Los guardias civiles vienen quejándose desde hace tiempo de las precarias condiciones en que se ven obligados a realizar su trabajo. Garitas decimonónicas en algunos casos, pequeñísimas en casi todos y desprovistas en un cien por cien de las condiciones mínimas para llevar a cabo los largos turnos de vigilancia.
Además, tampoco se atienden otras reclamaciones de sus representantes profesionales, tal cual es la de aumentar el número de efectivos destinados a los turnos en las frontera de Beni-Enzar.
En noviembre pasado, el delegado del Gobierno se comprometió con la Asociación Unificada de la Guardia Civil a poner remedio al menos a las precarias circunstancias que caracterizan las garitas destinadas a los servicios de vigilancia. Adecentarlas y dotarlas de una infraestructura mínima para que cumplan mejor con su cometido es un gasto mínimo que incomprensiblemente sigue sin abordarse.

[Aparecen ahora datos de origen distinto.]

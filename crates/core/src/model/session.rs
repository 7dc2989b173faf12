use std::fmt;

use serde::{Deserialize, Serialize};

use crate::model::UserRecord;

/// Opaque bearer token issued by the backend.
#[derive(Clone, PartialEq, Eq, Serialize, Deserialize)]
#[serde(transparent)]
pub struct AuthToken(String);

impl AuthToken {
    /// Wraps a raw token. Returns `None` for blank input.
    #[must_use]
    pub fn parse(raw: impl Into<String>) -> Option<Self> {
        let raw = raw.into();
        let trimmed = raw.trim();
        if trimmed.is_empty() {
            return None;
        }
        Some(Self(trimmed.to_string()))
    }

    #[must_use]
    pub fn as_str(&self) -> &str {
        &self.0
    }
}

// Never print the credential itself.
impl fmt::Debug for AuthToken {
    fn fmt(&self, f: &mut fmt::Formatter<'_>) -> fmt::Result {
        f.write_str("AuthToken(***)")
    }
}

/// Client-held authentication state.
///
/// A token exists exactly when a user exists; the enum makes any other
/// combination unrepresentable.
#[derive(Debug, Clone, PartialEq, Eq, Default)]
pub enum Session {
    #[default]
    Anonymous,
    Authenticated { user: UserRecord, token: AuthToken },
}

impl Session {
    #[must_use]
    pub fn authenticated(user: UserRecord, token: AuthToken) -> Self {
        Self::Authenticated { user, token }
    }

    #[must_use]
    pub fn is_authenticated(&self) -> bool {
        matches!(self, Self::Authenticated { .. })
    }

    #[must_use]
    pub fn user(&self) -> Option<&UserRecord> {
        match self {
            Self::Anonymous => None,
            Self::Authenticated { user, .. } => Some(user),
        }
    }

    #[must_use]
    pub fn token(&self) -> Option<&AuthToken> {
        match self {
            Self::Anonymous => None,
            Self::Authenticated { token, .. } => Some(token),
        }
    }

    #[must_use]
    pub fn is_premium(&self) -> bool {
        self.user().is_some_and(|user| user.is_premium)
    }
}

/// Observable state of the session store.
#[derive(Debug, Clone, PartialEq, Eq)]
pub struct SessionSnapshot {
    pub restoring: bool,
    pub session: Session,
}

impl SessionSnapshot {
    /// Initial state before durable storage has been read.
    #[must_use]
    pub fn restoring() -> Self {
        Self {
            restoring: true,
            session: Session::Anonymous,
        }
    }

    #[must_use]
    pub fn ready(session: Session) -> Self {
        Self {
            restoring: false,
            session,
        }
    }

    #[must_use]
    pub fn is_authenticated(&self) -> bool {
        self.session.is_authenticated()
    }
}

impl Default for SessionSnapshot {
    fn default() -> Self {
        Self::restoring()
    }
}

Se comprenden las quejas de la AUCG y la convocatoria de una concentración reivindicativa para el próximo día 25. Los guardias civiles no protestarán por capricho, sus peticiones son lógicas y sensatas, y quizás sea preciso aprovechar la proximidad de una campaña electoral para lograr que actúen quienes se comprometen pero a la postre no cumplen.